* Records to use *
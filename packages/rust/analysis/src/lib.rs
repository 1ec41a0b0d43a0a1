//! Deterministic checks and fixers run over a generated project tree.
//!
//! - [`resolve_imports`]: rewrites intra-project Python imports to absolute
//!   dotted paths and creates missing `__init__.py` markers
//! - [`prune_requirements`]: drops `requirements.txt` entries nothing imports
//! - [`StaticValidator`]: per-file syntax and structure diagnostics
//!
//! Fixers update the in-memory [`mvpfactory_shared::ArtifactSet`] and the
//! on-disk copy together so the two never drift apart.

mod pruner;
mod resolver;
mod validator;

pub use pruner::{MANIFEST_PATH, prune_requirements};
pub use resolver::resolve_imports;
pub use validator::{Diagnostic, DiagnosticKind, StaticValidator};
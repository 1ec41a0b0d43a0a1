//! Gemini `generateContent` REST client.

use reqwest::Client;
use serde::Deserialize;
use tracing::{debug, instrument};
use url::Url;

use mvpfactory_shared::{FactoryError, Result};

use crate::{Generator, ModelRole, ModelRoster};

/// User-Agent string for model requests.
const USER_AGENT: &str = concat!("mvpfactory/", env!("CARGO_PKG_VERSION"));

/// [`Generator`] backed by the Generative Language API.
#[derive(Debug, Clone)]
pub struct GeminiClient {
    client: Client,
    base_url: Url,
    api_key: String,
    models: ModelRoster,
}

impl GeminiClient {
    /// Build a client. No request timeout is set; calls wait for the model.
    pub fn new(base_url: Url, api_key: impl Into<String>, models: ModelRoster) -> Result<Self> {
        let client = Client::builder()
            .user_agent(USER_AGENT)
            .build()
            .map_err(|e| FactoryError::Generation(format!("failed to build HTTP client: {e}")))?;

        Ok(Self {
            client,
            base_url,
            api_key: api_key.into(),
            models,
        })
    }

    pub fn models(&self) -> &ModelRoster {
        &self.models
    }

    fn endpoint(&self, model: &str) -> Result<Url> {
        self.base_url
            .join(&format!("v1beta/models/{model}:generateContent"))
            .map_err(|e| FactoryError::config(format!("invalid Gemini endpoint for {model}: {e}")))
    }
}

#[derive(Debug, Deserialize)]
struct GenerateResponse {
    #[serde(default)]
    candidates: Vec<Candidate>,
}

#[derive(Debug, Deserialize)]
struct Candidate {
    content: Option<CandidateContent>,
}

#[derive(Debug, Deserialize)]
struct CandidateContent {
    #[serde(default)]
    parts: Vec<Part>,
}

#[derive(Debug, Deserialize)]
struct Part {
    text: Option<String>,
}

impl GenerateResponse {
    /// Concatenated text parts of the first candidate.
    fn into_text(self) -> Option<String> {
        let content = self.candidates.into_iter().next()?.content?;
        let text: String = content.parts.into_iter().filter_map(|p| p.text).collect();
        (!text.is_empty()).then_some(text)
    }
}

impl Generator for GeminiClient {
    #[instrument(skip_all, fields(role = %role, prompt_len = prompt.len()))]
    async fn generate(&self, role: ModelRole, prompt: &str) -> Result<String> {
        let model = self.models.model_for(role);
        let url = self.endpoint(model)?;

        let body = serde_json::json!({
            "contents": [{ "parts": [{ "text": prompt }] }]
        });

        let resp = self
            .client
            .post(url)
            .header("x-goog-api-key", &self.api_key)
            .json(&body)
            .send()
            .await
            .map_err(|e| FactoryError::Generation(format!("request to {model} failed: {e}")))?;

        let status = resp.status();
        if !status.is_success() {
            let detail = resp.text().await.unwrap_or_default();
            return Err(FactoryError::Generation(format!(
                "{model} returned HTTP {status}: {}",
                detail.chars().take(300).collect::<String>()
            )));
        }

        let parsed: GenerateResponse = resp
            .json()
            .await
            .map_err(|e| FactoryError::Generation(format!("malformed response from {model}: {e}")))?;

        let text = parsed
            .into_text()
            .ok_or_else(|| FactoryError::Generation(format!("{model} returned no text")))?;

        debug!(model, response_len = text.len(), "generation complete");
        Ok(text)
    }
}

---

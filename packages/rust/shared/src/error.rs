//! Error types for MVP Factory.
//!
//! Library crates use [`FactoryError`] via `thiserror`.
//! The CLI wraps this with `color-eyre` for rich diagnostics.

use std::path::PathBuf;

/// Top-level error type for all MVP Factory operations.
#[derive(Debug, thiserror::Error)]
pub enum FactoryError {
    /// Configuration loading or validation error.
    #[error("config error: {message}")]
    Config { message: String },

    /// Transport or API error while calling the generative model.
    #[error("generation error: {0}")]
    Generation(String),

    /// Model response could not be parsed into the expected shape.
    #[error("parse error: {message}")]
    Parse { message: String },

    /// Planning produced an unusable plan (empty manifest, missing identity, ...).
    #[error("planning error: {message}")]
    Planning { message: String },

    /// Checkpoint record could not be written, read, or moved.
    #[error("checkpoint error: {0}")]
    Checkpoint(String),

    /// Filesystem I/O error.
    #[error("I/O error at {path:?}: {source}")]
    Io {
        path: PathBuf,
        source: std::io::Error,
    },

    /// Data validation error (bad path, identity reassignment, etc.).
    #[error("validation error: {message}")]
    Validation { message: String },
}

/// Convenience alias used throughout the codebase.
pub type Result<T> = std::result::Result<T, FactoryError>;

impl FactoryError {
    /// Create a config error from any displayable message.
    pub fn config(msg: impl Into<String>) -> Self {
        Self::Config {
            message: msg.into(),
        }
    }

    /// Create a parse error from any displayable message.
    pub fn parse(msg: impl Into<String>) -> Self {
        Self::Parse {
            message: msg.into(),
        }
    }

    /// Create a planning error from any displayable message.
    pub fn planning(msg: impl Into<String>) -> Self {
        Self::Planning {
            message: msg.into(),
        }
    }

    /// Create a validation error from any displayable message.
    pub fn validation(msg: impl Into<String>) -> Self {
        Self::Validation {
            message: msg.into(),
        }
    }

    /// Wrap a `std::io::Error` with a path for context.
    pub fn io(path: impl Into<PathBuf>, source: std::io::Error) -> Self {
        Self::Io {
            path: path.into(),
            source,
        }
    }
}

* Work required *
Start with the line above that contains "use serde::Deserialize;" and stop after the line that contains "#[derive(Debug, Clone)]". Output those lines exactly, and only those.

* Result of the task *
use serde::Deserialize;
use tracing::{debug, instrument};
use url::Url;

use mvpfactory_shared::{FactoryError, Result};

use crate::{Generator, ModelRole, ModelRoster};

/// User-Agent string for model requests.
const USER_AGENT: &str = concat!("mvpfactory/", env!("CARGO_PKG_VERSION"));

/// [`Generator`] backed by the Generative Language API.
#[derive(Debug, Clone)]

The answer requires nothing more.